Traditionally difficult to detect and evaluate, the rate of erosion due to sand is rarely linear over time and intensifies rapidly with an increase in flow rates. Sand can remove metal and cause damage very quickly. Operators must therefore walk a careful line between conservative production rates, which lower revenues, or driving the assets harder and increasing the risk of unplanned outages or even loss of hydrocarbon containment.
Permanently mounted acoustic sand detectors and alarms had been deployed on the stainless steel topside risers of this particular platform. The sensors detected the presence and quantity of produced sand and therefore indirectly indicated the likelihood of erosion taking place. However, they provided little information about the shape, size and hardness of the sand particles, all of which can significantly affect metal erosion rates.
Intrusive pitfalls
Intrusive methods that place a sacrificial probe inside the fluid stream and measure its demise as it corrodes or erodes also are able to indirectly detect periods of high wear.
However, since they are not measuring the pipework, they do not give the operator an understanding of the actual asset condition. Intrusive methods also come with additional hazards—getting the worn probe out from inside the pipe is a skilled and dangerous activity. Safety concerns around online probe replacement are causing many operators to reduce their use or not replace them once they have expired.
The acoustic sand detectors and intrusive probes were not able to measure the actual impact of the produced sand—metal loss—on pipework integrity as it happened. Instead of continuous monitoring of asset piping integrity during production, maintenance operatives had to take periodic manual wall thickness measurements and make incomplete extrapolations on erosion rates using very minimal datasets. The reliance on manual measurements was made more expensive by the hard-to-access site: A dedicated crew of four was helicoptered in every three months to inspect the integrity of the topside risers and pipe work. In addition, the acoustic sand sensors had to be recalibrated onsite every six months.
The operator also ran computational models to understand the impact of given levels of sand production. But the shortage of actual integrity measurements meant that the production rates were being throttled back substantially to avoid sand erosion issues.
Output vs. well integrity
The operator wanted to ensure that production was optimized to maximize revenue and increase payback from the significant capex investment.
The initial discovery well for this platform indicated that there was upward of 56 Bcm (2 Tcf) of natural gas in place. For the client, sand erosion wasn’t solely a question of maintaining its assets, essential though that is. It also wanted to maximize output from this significant discovery. But increasing production without understanding the immediate effect on well integrity would be as reckless and with potentially damaging consequences.
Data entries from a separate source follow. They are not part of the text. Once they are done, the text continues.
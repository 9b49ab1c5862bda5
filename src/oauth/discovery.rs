//! Authorization-server metadata: static synthesis or one-time OIDC
//! discovery.
//!
//! Discovery results are cached per issuer for the process lifetime.
//! Concurrent resolutions for the same issuer may race and fetch twice; the
//! well-known document is an idempotent GET, so the second result simply
//! overwrites the first.

use serde::Deserialize;
use std::collections::HashMap;
use std::sync::{Arc, Mutex};
use url::Url;

use crate::errors::ProtocolError;
use crate::provider::{Provider, ProviderKind};

pub const WELL_KNOWN_PATH: &str = ".well-known/openid-configuration";

/// The subset of OIDC provider metadata the engine consumes. Immutable for
/// the duration of a callback.
#[derive(Clone, Debug, Deserialize)]
pub struct AuthorizationServerMetadata {
    pub issuer: String,
    #[serde(default)]
    pub authorization_endpoint: Option<Url>,
    #[serde(default)]
    pub token_endpoint: Option<Url>,
    #[serde(default)]
    pub userinfo_endpoint: Option<Url>,
}

/// Process-lifetime read-through cache, keyed by issuer URL.
#[derive(Default)]
pub struct DiscoveryCache {
    entries: Mutex<HashMap<String, Arc<AuthorizationServerMetadata>>>,
}

impl DiscoveryCache {
    #[must_use]
    pub fn new() -> Self {
        Self::default()
    }

    fn get(&self, issuer: &str) -> Option<Arc<AuthorizationServerMetadata>> {
        self.entries
            .lock()
            .ok()
            .and_then(|entries| entries.get(issuer).cloned())
    }

    fn insert(&self, issuer: String, metadata: Arc<AuthorizationServerMetadata>) {
        if let Ok(mut entries) = self.entries.lock() {
            entries.insert(issuer, metadata);
        }
    }
}

/// Synthesize metadata from statically configured endpoints, when complete
/// enough for this provider kind.
///
/// Plain OAuth2 needs token + userinfo; OIDC takes its profile from the ID
/// token, so token alone suffices.
fn static_metadata(provider: &Provider) -> Option<AuthorizationServerMetadata> {
    let token_endpoint = provider.token_url.clone()?;
    if provider.kind == ProviderKind::OAuth && provider.userinfo_url.is_none() {
        return None;
    }
    Some(AuthorizationServerMetadata {
        issuer: provider
            .issuer
            .as_ref()
            .map(|issuer| issuer.as_str().trim_end_matches('/').to_string())
            .unwrap_or_default(),
        authorization_endpoint: provider.authorization_url.clone(),
        token_endpoint: Some(token_endpoint),
        userinfo_endpoint: provider.userinfo_url.clone(),
    })
}

fn well_known_url(issuer: &Url) -> Result<Url, ProtocolError> {
    let base = format!("{}/", issuer.as_str().trim_end_matches('/'));
    Url::parse(&base)
        .and_then(|base| base.join(WELL_KNOWN_PATH))
        .map_err(|err| ProtocolError::Discovery {
            issuer: issuer.to_string(),
            reason: err.to_string(),
        })
}

/// Resolve the metadata for a provider: static when fully configured,
/// otherwise one cached discovery fetch against the issuer.
///
/// # Errors
/// [`ProtocolError::Discovery`] when no issuer is configured or the
/// well-known document is unreachable, malformed, or for a different issuer.
pub async fn resolve(
    provider: &Provider,
    http: &reqwest::Client,
    cache: &DiscoveryCache,
) -> Result<Arc<AuthorizationServerMetadata>, ProtocolError> {
    if let Some(metadata) = static_metadata(provider) {
        return Ok(Arc::new(metadata));
    }

    let issuer = provider
        .issuer
        .as_ref()
        .ok_or_else(|| ProtocolError::Discovery {
            issuer: String::new(),
            reason: format!(
                "provider {} has neither static endpoints nor an issuer",
                provider.id
            ),
        })?;
    let issuer_key = issuer.as_str().trim_end_matches('/').to_string();

    if let Some(metadata) = cache.get(&issuer_key) {
        return Ok(metadata);
    }

    let url = well_known_url(issuer)?;
    let discovery_error = |reason: String| ProtocolError::Discovery {
        issuer: issuer_key.clone(),
        reason,
    };

    let response = http
        .get(url)
        .send()
        .await
        .map_err(|err| discovery_error(err.to_string()))?;
    if !response.status().is_success() {
        return Err(discovery_error(format!(
            "well-known document returned {}",
            response.status()
        )));
    }
    let metadata: AuthorizationServerMetadata = response
        .json()
        .await
        .map_err(|err| discovery_error(format!("malformed well-known document: {err}")))?;

    if metadata.issuer.trim_end_matches('/') != issuer_key {
        return Err(discovery_error(format!(
            "document claims issuer {}, expected {}",
            metadata.issuer, issuer_key
        )));
    }

    let metadata = Arc::new(metadata);
    cache.insert(issuer_key, metadata.clone());
    Ok(metadata)
}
The operator had previously worked closely with Permasense to develop a new method of measuring the level of erosion and corrosion within piping. The method was already installed in all of its refineries downstream, so a program to roll out the technology to upstream assets was underway. The platform was identified as a valuable target where the technology would offer significant advantages.
Permasense’s solution uses proven ultrasonic principles for measuring the thickness of any fixed equipment. But instead of relying on inspection teams to periodically take these measurements and record them manually, permanently mounted sensors deliver the data wirelessly to existing communications infrastructure used by the onshore operations team. The team members can then view and analyze the information without leaving their desks.
The Permasense ultrasound sensors were initially installed in areas of elevated erosion risk, monitoring a producing high-velocity gas well experiencing the highest sand production rate. Well productivity went up by 12%.
Targeted measurements
The operator was concerned that produced sand from the facility would carry over through the flowline to a neighboring gathering platform, from where the produced gas is then pumped back to shore. A further 80 sensors were installed in a grid formation on the inlet manifold of the carbon steel flowline from this platform to the neighboring manned platform.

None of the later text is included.